** PROVIDED DATA follows **

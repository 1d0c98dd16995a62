//! The device-resident handshake-and-copy procedure.
//!
//! One execution group of `group_width` lane threads runs per queued
//! descriptor. Each group, independently of every other group:
//!
//! 1. cooperatively loads its descriptor from the device buffer into
//!    group-shared storage, word-by-word, and synchronizes;
//! 2. Phase A: lane 0 publishes the local destination address into the
//!    local exchange array while lane 1 discovers the remote destination
//!    from the peer's array; the group synchronizes again;
//! 3. Phase B: every lane copies a disjoint strided slice of the send
//!    buffer straight into the peer's destination (a one-sided remote
//!    write), then fences;
//! 4. Phase C: after a final synchronization, lane 0 raises the peer's
//!    completion flag and waits for the symmetric signal.
//!
//! There is no error channel on the device side: a missing or mismatched
//! counterpart descriptor leaves the group spinning in Phase A or C, and
//! with it the whole launch. The synchronization before Phase C is what
//! lets a single lane raise the flag on every lane's behalf: the group
//! barrier orders all copy writes before the flag store.

mod copy;
mod handshake;

use crate::descriptor::{TransferDescriptor, DESC_BYTES, DESC_WORDS};
use crate::exchange::SpinExpired;
use std::cell::UnsafeCell;
use std::sync::atomic::{AtomicBool, AtomicU64, AtomicUsize, Ordering};
use std::thread;

/// Per-launch tuning, resolved from the engine config.
#[derive(Debug, Clone, Copy)]
pub(crate) struct Tuning {
    pub width: usize,
    pub block_words: usize,
    pub spin_limit: Option<u64>,
}

/// Group-wide rendezvous in the style of a device barrier: lanes busy-wait
/// on a generation counter. Abort-aware so that a watchdog-expired lane
/// does not strand the rest of its group at the barrier.
struct SpinBarrier {
    arrived: AtomicUsize,
    generation: AtomicUsize,
    width: usize,
}

impl SpinBarrier {
    fn new(width: usize) -> Self {
        Self {
            arrived: AtomicUsize::new(0),
            generation: AtomicUsize::new(0),
            width,
        }
    }

    fn wait(&self, aborted: &AtomicBool) {
        let generation = self.generation.load(Ordering::Acquire);
        if self.arrived.fetch_add(1, Ordering::AcqRel) + 1 == self.width {
            self.arrived.store(0, Ordering::Relaxed);
            self.generation.fetch_add(1, Ordering::Release);
        } else {
            while self.generation.load(Ordering::Acquire) == generation {
                if aborted.load(Ordering::Relaxed) {
                    panic!("execution group aborted");
                }
                std::hint::spin_loop();
            }
        }
    }
}

/// Group-shared storage: the loaded descriptor, the handshake-resolved
/// target address, the abort flag, and the group barrier.
struct GroupShared {
    desc: UnsafeCell<TransferDescriptor>,
    target: AtomicU64,
    aborted: AtomicBool,
    barrier: SpinBarrier,
}

// Lanes write disjoint descriptor words before the first barrier and only
// read the descriptor afterwards; the barrier provides the ordering.
unsafe impl Sync for GroupShared {}

impl GroupShared {
    fn new(width: usize) -> Self {
        Self {
            desc: UnsafeCell::new(TransferDescriptor::default()),
            target: AtomicU64::new(0),
            aborted: AtomicBool::new(false),
            barrier: SpinBarrier::new(width),
        }
    }

    /// Watchdog expiry: release the rest of the group, then unwind.
    fn abort(&self, stage: &str, peer: u32, e: SpinExpired) -> ! {
        self.aborted.store(true, Ordering::Relaxed);
        panic!("handshake watchdog: {stage} for peer {peer} gave up after {} polls", e.polls);
    }
}

/// Run one group per descriptor in `work_buf[0..n_groups]`, returning once
/// every group has terminated. Executes on the stream worker, so stream
/// synchronization implies transfer completion on both ends.
pub(crate) fn execute_groups(work_buf: u64, n_groups: usize, tuning: Tuning) {
    tracing::trace!(groups = n_groups, width = tuning.width, "executing groups");
    let groups: Vec<GroupShared> = (0..n_groups)
        .map(|_| GroupShared::new(tuning.width))
        .collect();
    thread::scope(|s| {
        for (group, shared) in groups.iter().enumerate() {
            for lane in 0..tuning.width {
                s.spawn(move || lane_main(lane, group, shared, work_buf, tuning));
            }
        }
    });
}

fn lane_main(lane: usize, group: usize, shared: &GroupShared, work_buf: u64, t: Tuning) {
    let gdesc = (work_buf as usize + group * DESC_BYTES) as *const u64;
    let local = shared.desc.get() as *mut u64;
    let mut w = lane;
    while w < DESC_WORDS {
        unsafe { local.add(w).write(gdesc.add(w).read()) };
        w += t.width;
    }
    shared.barrier.wait(&shared.aborted);

    let desc_ptr = shared.desc.get();
    if lane == 0 {
        let recv = unsafe { (*desc_ptr).recv };
        if let Err(e) = handshake::publish_recv_buffer(&recv, t.spin_limit) {
            shared.abort("receive publication", recv.peer, e);
        }
    } else if lane == 1 {
        let send = unsafe { (*desc_ptr).send };
        match handshake::resolve_target_buffer(&send, t.spin_limit) {
            Ok(target) => shared.target.store(target, Ordering::Relaxed),
            Err(e) => shared.abort("target discovery", send.peer, e),
        }
    }
    shared.barrier.wait(&shared.aborted);

    let desc = unsafe { *desc_ptr };
    let target = shared.target.load(Ordering::Relaxed);
    debug_assert_eq!(desc.send.data % 8, 0, "send buffer must be word-aligned");
    debug_assert_eq!(target % 8, 0, "target buffer must be word-aligned");
    unsafe {
        copy::copy_payload(
            desc.send.data,
            target,
            desc.send.size as usize,
            lane,
            t.width,
            t.block_words,
        )
    };
    copy::system_fence();

    shared.barrier.wait(&shared.aborted);
    if lane == 0 {
        if let Err(e) = handshake::signal_and_await_completion(&desc.recv, &desc.send, t.spin_limit)
        {
            shared.abort("completion acknowledgement", desc.recv.peer, e);
        }
    }
}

** End of PROVIDED DATA **

### EXERCISE GOAL
Please return exactly the lines that run from the line with "let local = shared.desc.get()" through the end of the records above, both included, and nothing more.

### TASK RESULT
    let local = shared.desc.get() as *mut u64;
    let mut w = lane;
    while w < DESC_WORDS {
        unsafe { local.add(w).write(gdesc.add(w).read()) };
        w += t.width;
    }
    shared.barrier.wait(&shared.aborted);

    let desc_ptr = shared.desc.get();
    if lane == 0 {
        let recv = unsafe { (*desc_ptr).recv };
        if let Err(e) = handshake::publish_recv_buffer(&recv, t.spin_limit) {
            shared.abort("receive publication", recv.peer, e);
        }
    } else if lane == 1 {
        let send = unsafe { (*desc_ptr).send };
        match handshake::resolve_target_buffer(&send, t.spin_limit) {
            Ok(target) => shared.target.store(target, Ordering::Relaxed),
            Err(e) => shared.abort("target discovery", send.peer, e),
        }
    }
    shared.barrier.wait(&shared.aborted);

    let desc = unsafe { *desc_ptr };
    let target = shared.target.load(Ordering::Relaxed);
    debug_assert_eq!(desc.send.data % 8, 0, "send buffer must be word-aligned");
    debug_assert_eq!(target % 8, 0, "target buffer must be word-aligned");
    unsafe {
        copy::copy_payload(
            desc.send.data,
            target,
            desc.send.size as usize,
            lane,
            t.width,
            t.block_words,
        )
    };
    copy::system_fence();

    shared.barrier.wait(&shared.aborted);
    if lane == 0 {
        if let Err(e) = handshake::signal_and_await_completion(&desc.recv, &desc.send, t.spin_limit)
        {
            shared.abort("completion acknowledgement", desc.recv.peer, e);
        }
    }
}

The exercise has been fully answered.